Biz yanımızda yiyeceklerimizi götürdük ama gitmişken fiyatlara bir göz attım. Gayet makul. Köftenin porsiyonu 7 TL, büyük bardakta çay 1,5 TL, büyük kupada neskafe 2,5 TL, su 1 TL, sahile servis yok. Tuvaletler ücretsiz ve şaşırtıcı derecede temiz. Deniz sonrası duş almak isterseniz yarı kapatılmış bir alanda 1 TL karşılığında bu hizmeti veriyorlar.
Plaj yumuşacık altın gibi kum Deniz berrak ve kumluk
Karadenizin aksine yumuşak bir denizi var. Dalgaları hiç hırçın değil.
Çocuklar için ideal , sığ , az dalgalı ve kum...Kayalar, orman, altın rengi bir kumsal, berrak bir su.

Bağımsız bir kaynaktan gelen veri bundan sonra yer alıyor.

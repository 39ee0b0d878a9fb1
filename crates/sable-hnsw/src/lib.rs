//! HNSW index for SableDB.
//!
//! A hierarchical navigable small world graph: layer 0 holds every vertex,
//! each layer above holds an exponentially thinning subset, and every layer
//! is a small-world graph over the vertices present in it. A query descends
//! from the sparse top layer toward layer 0, narrowing a single entry point
//! greedily, then widens into a beam search over the bottom layer.
//!
//! # Parameters
//!
//! - `m`: target degree per vertex; also the upper-layer cap `M_max`.
//!   Layer 0 caps at `m * m`.
//! - `ef_construction`: beam width while wiring a new vertex in.
//! - `ef_search`: beam width at layer 0 during a scan (widened to the scan
//!   limit when the caller asks for more).
//!
//! # Example
//!
//! ```
//! use sable_hnsw::{HnswIndex, HnswOptions};
//! use sable_vector::{Metric, Rid, VectorIndex};
//!
//! let options = HnswOptions { m: 8, ef_construction: 40, ef_search: 32 };
//! let mut index = HnswIndex::with_seed(Metric::L2, &options, 7);
//!
//! index.insert(vec![0.0, 0.0], Rid::new(0, 0)).unwrap();
//! index.insert(vec![5.0, 5.0], Rid::new(0, 1)).unwrap();
//!
//! let hits = index.scan(&[0.2, 0.1], 1).unwrap();
//! assert_eq!(hits, vec![Rid::new(0, 0)]);
//! ```

mod graph;
mod index;

pub use index::{HnswIndex, HnswOptions};
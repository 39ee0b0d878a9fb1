//! The IVFFlat index proper.

use rand::rngs::StdRng;
use rand::SeedableRng;
use serde::{Deserialize, Serialize};
use tracing::{debug, info, warn};

use sable_vector::{
    check_dimension, check_query_dimension, Metric, Result, Rid, VectorError, VectorIndex,
};

use crate::kmeans::{nearest_centroid, refine_centroids, sample_initial_centroids};

/// Fixed Lloyd iteration budget; no convergence early-exit.
const LLOYD_ITERATIONS: usize = 500;

/// IVFFlat construction parameters.
#[derive(Debug, Clone, Copy, PartialEq, Eq, Serialize, Deserialize)]
pub struct IvfFlatOptions {
    /// Number of k-means centroids (buckets).
    pub lists: usize,
    /// Number of buckets probed per query.
    pub probe_lists: usize,
}

impl IvfFlatOptions {
    /// Parse from `(name, value)` DDL option pairs. Both `lists` and
    /// `probe_lists` are required.
    pub fn from_pairs(pairs: &[(String, i64)]) -> Result<Self> {
        let mut lists = None;
        let mut probe_lists = None;
        for (name, value) in pairs {
            match name.as_str() {
                "lists" => lists = Some(*value as usize),
                "probe_lists" => probe_lists = Some(*value as usize),
                _ => {}
            }
        }
        let lists = lists.ok_or_else(|| VectorError::MissingOption("lists".to_string()))?;
        let probe_lists =
            probe_lists.ok_or_else(|| VectorError::MissingOption("probe_lists".to_string()))?;
        Ok(Self { lists, probe_lists })
    }
}

/// Inverted-file flat index: k-means centroids plus one bucket of owned
/// `(vector, rid)` entries per centroid.
///
/// The index stays empty until [`VectorIndex::build`] succeeds with at least
/// `lists` points; scans against an unbuilt index return nothing.
pub struct IvfFlatIndex {
    metric: Metric,
    lists: usize,
    probe_lists: usize,
    dimension: Option<usize>,
    centroids: Vec<Vec<f64>>,
    buckets: Vec<Vec<(Vec<f64>, Rid)>>,
    rng: StdRng,
}

impl IvfFlatIndex {
    /// Create an index seeded from system entropy.
    pub fn new(metric: Metric, options: &IvfFlatOptions) -> Self {
        Self::from_rng(metric, options, StdRng::from_entropy())
    }

    /// Create an index with a deterministic PRNG seed.
    pub fn with_seed(metric: Metric, options: &IvfFlatOptions, seed: u64) -> Self {
        Self::from_rng(metric, options, StdRng::seed_from_u64(seed))
    }

    fn from_rng(metric: Metric, options: &IvfFlatOptions, rng: StdRng) -> Self {
        Self {
            metric,
            lists: options.lists,
            probe_lists: options.probe_lists,
            dimension: None,
            centroids: Vec::new(),
            buckets: Vec::new(),
            rng,
        }
    }

    /// Indices of the `count` centroids closest to `query`, nearest first.
    fn nearest_centroids(&self, query: &[f64], count: usize) -> Vec<usize> {
        let mut ranked: Vec<(f64, usize)> = self
            .centroids
            .iter()
            .enumerate()
            .map(|(i, centroid)| (self.metric.distance(query, centroid), i))
            .collect();
        ranked.sort_by(|a, b| a.0.total_cmp(&b.0));
        ranked.truncate(count);
        ranked.into_iter().map(|(_, i)| i).collect()
    }
}

impl VectorIndex for IvfFlatIndex {
    fn metric(&self) -> Metric {
        self.metric
    }

    fn dimension(&self) -> Option<usize> {
        self.dimension
    }

    fn len(&self) -> usize {
        self.buckets.iter().map(Vec::len).sum()
    }

    fn build(&mut self, data: Vec<(Vec<f64>, Rid)>) -> Result<()> {
        for (vector, _) in &data {
            check_dimension(&mut self.dimension, vector)?;
        }
        if self.lists == 0 || data.len() < self.lists {
            // Tolerated: tiny data sets leave the index empty and searchable.
            warn!(
                points = data.len(),
                lists = self.lists,
                "ivfflat build skipped: fewer points than lists"
            );
            return Ok(());
        }

        self.centroids = sample_initial_centroids(&data, self.lists, &mut self.rng);
        for iteration in 0..LLOYD_ITERATIONS {
            self.centroids = refine_centroids(&data, &self.centroids, self.metric);
            if iteration % 100 == 0 {
                debug!(iteration, "ivfflat refinement");
            }
        }

        self.buckets = vec![Vec::new(); self.lists];
        for (vector, rid) in data {
            let bucket = nearest_centroid(&vector, &self.centroids, self.metric);
            self.buckets[bucket].push((vector, rid));
        }

        info!(points = self.len(), lists = self.lists, "built ivfflat index");
        Ok(())
    }

    fn insert(&mut self, vector: Vec<f64>, rid: Rid) -> Result<()> {
        check_dimension(&mut self.dimension, &vector)?;
        if self.centroids.is_empty() {
            // The index is defined to be empty until a successful build.
            warn!(%rid, "ivfflat insert before build dropped");
            return Ok(());
        }
        let bucket = nearest_centroid(&vector, &self.centroids, self.metric);
        self.buckets[bucket].push((vector, rid));
        Ok(())
    }

    fn scan(&self, query: &[f64], limit: usize) -> Result<Vec<Rid>> {
        if self.centroids.is_empty() || limit == 0 {
            return Ok(Vec::new());
        }
        check_query_dimension(self.dimension, query)?;

        let probes = self.nearest_centroids(query, self.probe_lists.min(self.centroids.len()));
        let mut candidates: Vec<(f64, Rid)> = Vec::new();
        for bucket in &probes {
            for (vector, rid) in &self.buckets[*bucket] {
                candidates.push((self.metric.distance(query, vector), *rid));
            }
        }
        // Stable sort: ties keep bucket-scan order.
        candidates.sort_by(|a, b| a.0.total_cmp(&b.0));
        candidates.truncate(limit);

        debug!(
            probed = probes.len(),
            returned = candidates.len(),
            "ivfflat scan"
        );
        Ok(candidates.into_iter().map(|(_, rid)| rid).collect())
    }
}
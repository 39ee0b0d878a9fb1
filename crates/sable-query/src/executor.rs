//! Executors and the execution engine driver.
//!
//! The engine contract is pull-based: `init` once, then `next` until it
//! yields `None`. Executors for the shapes this subsystem plans are here;
//! the wider executor zoo (joins, aggregation, DML) lives outside.

use std::collections::VecDeque;

use tracing::debug;

use sable_vector::{Result, Rid, VectorError};

use crate::catalog::Catalog;
use crate::expression::{constant_vector, Expression};
use crate::plan::{OrderByDirection, PlanNode, PlanRef};
use crate::value::{Schema, Tuple};

/// Pull-based executor.
pub trait Executor {
    fn init(&mut self) -> Result<()>;

    /// The next output row, or `None` when exhausted.
    fn next(&mut self) -> Result<Option<(Tuple, Rid)>>;

    /// Schema of the rows this executor emits.
    fn schema(&self) -> &Schema;
}

/// Build the executor tree for a plan.
pub fn create_executor<'a>(catalog: &'a Catalog, plan: &PlanRef) -> Box<dyn Executor + 'a> {
    match &**plan {
        PlanNode::SeqScan { table_oid, schema, .. } => Box::new(SeqScanExecutor {
            catalog,
            table_oid: *table_oid,
            schema: schema.clone(),
            rids: Vec::new(),
            cursor: 0,
        }),
        PlanNode::Projection { exprs, schema, child } => Box::new(ProjectionExecutor {
            child: create_executor(catalog, child),
            exprs: exprs.clone(),
            schema: schema.clone(),
        }),
        PlanNode::TopN { n, order_by, schema, child } => Box::new(TopNExecutor {
            child: create_executor(catalog, child),
            n: *n,
            order_by: order_by.clone(),
            schema: schema.clone(),
            sorted: VecDeque::new(),
        }),
        PlanNode::VectorIndexScan {
            table_oid,
            index_oid,
            index_name,
            base_vector,
            limit,
            schema,
            ..
        } => Box::new(VectorIndexScanExecutor {
            catalog,
            table_oid: *table_oid,
            index_oid: *index_oid,
            index_name: index_name.clone(),
            base_vector: base_vector.clone(),
            limit: *limit,
            schema: schema.clone(),
            rids: VecDeque::new(),
        }),
        PlanNode::Sort { .. } | PlanNode::Limit { .. } => {
            unreachable!("sort and limit collapse to top-n before execution")
        }
    }
}

/// Drives a plan to completion: init, then poll until exhaustion.
pub struct ExecutionEngine<'a> {
    catalog: &'a Catalog,
}

impl<'a> ExecutionEngine<'a> {
    pub fn new(catalog: &'a Catalog) -> Self {
        Self { catalog }
    }

    pub fn execute(&self, plan: &PlanRef) -> Result<Vec<Tuple>> {
        let mut executor = create_executor(self.catalog, plan);
        executor.init()?;

        let mut results = Vec::new();
        while let Some((tuple, _rid)) = executor.next()? {
            results.push(tuple);
        }
        Ok(results)
    }
}

struct SeqScanExecutor<'a> {
    catalog: &'a Catalog,
    table_oid: u32,
    schema: Schema,
    rids: Vec<Rid>,
    cursor: usize,
}

impl Executor for SeqScanExecutor<'_> {
    fn init(&mut self) -> Result<()> {
        let table = self
            .catalog
            .table(self.table_oid)
            .expect("bound plans reference existing tables");
        self.rids = table.heap.iter().map(|(rid, _)| rid).collect();
        self.cursor = 0;
        Ok(())
    }

    fn next(&mut self) -> Result<Option<(Tuple, Rid)>> {
        if self.cursor >= self.rids.len() {
            return Ok(None);
        }
        let rid = self.rids[self.cursor];
        self.cursor += 1;

        let table = self
            .catalog
            .table(self.table_oid)
            .expect("bound plans reference existing tables");
        let tuple = table.heap.get_tuple(rid).expect("heap tuples are never removed");
        Ok(Some((tuple.clone(), rid)))
    }

    fn schema(&self) -> &Schema {
        &self.schema
    }
}

struct ProjectionExecutor<'a> {
    child: Box<dyn Executor + 'a>,
    exprs: Vec<Expression>,
    schema: Schema,
}

impl Executor for ProjectionExecutor<'_> {
    fn init(&mut self) -> Result<()> {
        self.child.init()
    }

    fn next(&mut self) -> Result<Option<(Tuple, Rid)>> {
        match self.child.next()? {
            Some((tuple, rid)) => {
                let values = self
                    .exprs
                    .iter()
                    .map(|expr| expr.evaluate(&tuple, self.child.schema()))
                    .collect::<Result<Vec<_>>>()?;
                Ok(Some((Tuple::new(values), rid)))
            }
            None => Ok(None),
        }
    }

    fn schema(&self) -> &Schema {
        &self.schema
    }
}

struct TopNExecutor<'a> {
    child: Box<dyn Executor + 'a>,
    n: usize,
    order_by: Vec<(OrderByDirection, Expression)>,
    schema: Schema,
    sorted: VecDeque<(Tuple, Rid)>,
}

impl Executor for TopNExecutor<'_> {
    fn init(&mut self) -> Result<()> {
        self.child.init()?;

        let mut rows: Vec<(Vec<f64>, Tuple, Rid)> = Vec::new();
        while let Some((tuple, rid)) = self.child.next()? {
            let keys = self
                .order_by
                .iter()
                .map(|(_, expr)| {
                    expr.evaluate(&tuple, self.child.schema()).map(|value| {
                        value.as_double().expect("order keys evaluate to scalars")
                    })
                })
                .collect::<Result<Vec<f64>>>()?;
            rows.push((keys, tuple, rid));
        }

        let directions: Vec<OrderByDirection> =
            self.order_by.iter().map(|(direction, _)| *direction).collect();
        rows.sort_by(|a, b| {
            for (i, direction) in directions.iter().enumerate() {
                let ordering = a.0[i].total_cmp(&b.0[i]);
                let ordering = match direction {
                    OrderByDirection::Desc => ordering.reverse(),
                    _ => ordering,
                };
                if !ordering.is_eq() {
                    return ordering;
                }
            }
            std::cmp::Ordering::Equal
        });
        rows.truncate(self.n);

        self.sorted = rows.into_iter().map(|(_, tuple, rid)| (tuple, rid)).collect();
        Ok(())
    }

    fn next(&mut self) -> Result<Option<(Tuple, Rid)>> {
        Ok(self.sorted.pop_front())
    }

    fn schema(&self) -> &Schema {
        &self.schema
    }
}

/// Runs the chosen vector index with the plan's constant query vector and
/// materializes tuples from the table heap in the index's distance order.
struct VectorIndexScanExecutor<'a> {
    catalog: &'a Catalog,
    table_oid: u32,
    index_oid: u32,
    index_name: String,
    base_vector: Vec<Expression>,
    limit: usize,
    schema: Schema,
    rids: VecDeque<Rid>,
}

impl Executor for VectorIndexScanExecutor<'_> {
    fn init(&mut self) -> Result<()> {
        let index_info = self
            .catalog
            .index(self.index_oid)
            .ok_or_else(|| VectorError::IndexNotFound(self.index_name.clone()))?;

        // The rewrite only fires on constant array literals, so the query
        // vector evaluates without an input tuple.
        let query = constant_vector(&self.base_vector)
            .expect("vector index scan carries a constant query vector");

        let rids = index_info.index.read().scan(&query, self.limit)?;
        debug!(
            index = %self.index_name,
            limit = self.limit,
            returned = rids.len(),
            "vector index scan"
        );
        self.rids = rids.into();
        Ok(())
    }

    fn next(&mut self) -> Result<Option<(Tuple, Rid)>> {
        let Some(rid) = self.rids.pop_front() else {
            return Ok(None);
        };
        let table = self
            .catalog
            .table(self.table_oid)
            .expect("bound plans reference existing tables");
        let tuple = table
            .heap
            .get_tuple(rid)
            .expect("index rids point at live heap tuples");
        Ok(Some((tuple.clone(), rid)))
    }

    fn schema(&self) -> &Schema {
        &self.schema
    }
}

Fakat görünen o ki kentleşmeden, taşlaşmadan ve orman katliamından burası da nasibini alacak yavaş. Bir sürü ağaç kesilip , güzelim ormanlar yok edilip hemen bir villa sitesi kurulmuş bile tepelerden birine. Yakışmış mı HAYIR, hem de hiç..Yolda gelirken irili ufaklı orman katliamları ve böyle yapılan küçük küçük siteler hep dikkatimi çekti. Birkaç seneye kalmaz , bu güzelim denizi mis gibi ormanları da bitiririz gibi geliyor. Bu çok üzücü...
Dönüş için hareketlendiğimizde saatlerimiz 18.00'ı gösteriyordu ve geri dönmemiz gereken yaklaşık 80-90 Km'lik bir yolumuz vardı. Eve vardığımızda saatlerimiz 22.10'du. Dönüş çileli , eziyetli ve yorucu idi. Yollardaki yapım çalışmaları, kötü şöförler, kazalar vs derken 4 saatte evimize varabildik.
Dönerken makinamın objektifine takılanlar ise;
mimarisi hoş yeşillikler içinde bir köy camiisi,
pembe şeker bir ev
Daha fotoğraflanacak dantel gibi ahşap evler, pencerelerinde sardunyalar vardı ama. Bir başka zamana deyip geçtik yanlarından. Bir daha ki sefere kulağıma küpe; cumartesi sabah erkenden düşeceğim yollara..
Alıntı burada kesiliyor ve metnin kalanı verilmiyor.